■ **WORK ORDER**
Starting at the first line of the entries below, output every line exactly, up to and including the line with "an exit status.".

[Records from a collection]
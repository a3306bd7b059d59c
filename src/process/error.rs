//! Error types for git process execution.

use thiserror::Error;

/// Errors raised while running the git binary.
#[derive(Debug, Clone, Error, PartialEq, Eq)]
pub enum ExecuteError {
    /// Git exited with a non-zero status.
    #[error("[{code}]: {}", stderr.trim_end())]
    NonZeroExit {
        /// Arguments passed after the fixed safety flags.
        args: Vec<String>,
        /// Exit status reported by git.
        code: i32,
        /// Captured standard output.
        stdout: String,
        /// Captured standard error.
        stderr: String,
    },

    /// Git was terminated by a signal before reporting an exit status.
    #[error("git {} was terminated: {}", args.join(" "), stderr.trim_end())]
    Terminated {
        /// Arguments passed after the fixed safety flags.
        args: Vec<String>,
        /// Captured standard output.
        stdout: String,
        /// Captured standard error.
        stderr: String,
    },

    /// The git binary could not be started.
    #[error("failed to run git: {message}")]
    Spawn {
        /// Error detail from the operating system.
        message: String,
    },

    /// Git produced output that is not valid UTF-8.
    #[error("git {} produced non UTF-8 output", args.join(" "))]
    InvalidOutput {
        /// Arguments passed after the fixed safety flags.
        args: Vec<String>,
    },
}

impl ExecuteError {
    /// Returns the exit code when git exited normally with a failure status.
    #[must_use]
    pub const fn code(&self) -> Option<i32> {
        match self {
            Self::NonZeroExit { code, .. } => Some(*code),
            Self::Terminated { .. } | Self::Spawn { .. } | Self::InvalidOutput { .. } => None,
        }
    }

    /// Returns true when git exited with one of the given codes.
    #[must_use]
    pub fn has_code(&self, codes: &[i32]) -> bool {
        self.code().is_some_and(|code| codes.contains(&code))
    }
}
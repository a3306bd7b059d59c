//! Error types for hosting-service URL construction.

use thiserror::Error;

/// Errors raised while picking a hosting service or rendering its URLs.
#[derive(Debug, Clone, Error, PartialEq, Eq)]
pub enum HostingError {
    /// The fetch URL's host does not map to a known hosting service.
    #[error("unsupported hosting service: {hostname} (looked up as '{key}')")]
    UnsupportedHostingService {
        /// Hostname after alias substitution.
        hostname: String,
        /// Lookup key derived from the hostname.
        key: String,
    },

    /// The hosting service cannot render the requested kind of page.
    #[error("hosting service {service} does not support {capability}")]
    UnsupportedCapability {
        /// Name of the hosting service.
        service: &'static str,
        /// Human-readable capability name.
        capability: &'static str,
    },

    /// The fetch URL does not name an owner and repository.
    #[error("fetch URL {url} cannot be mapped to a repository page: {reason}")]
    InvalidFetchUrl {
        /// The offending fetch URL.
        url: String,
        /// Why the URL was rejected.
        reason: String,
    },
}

■ **PROBLEM SOLUTION**
repository a3306bd7b059d59c
filename src/process/error.rs
//! Error types for git process execution.

use thiserror::Error;

/// Errors raised while running the git binary.
#[derive(Debug, Clone, Error, PartialEq, Eq)]
pub enum ExecuteError {
    /// Git exited with a non-zero status.
    #[error("[{code}]: {}", stderr.trim_end())]
    NonZeroExit {
        /// Arguments passed after the fixed safety flags.
        args: Vec<String>,
        /// Exit status reported by git.
        code: i32,
        /// Captured standard output.
        stdout: String,
        /// Captured standard error.
        stderr: String,
    },

    /// Git was terminated by a signal before reporting an exit status.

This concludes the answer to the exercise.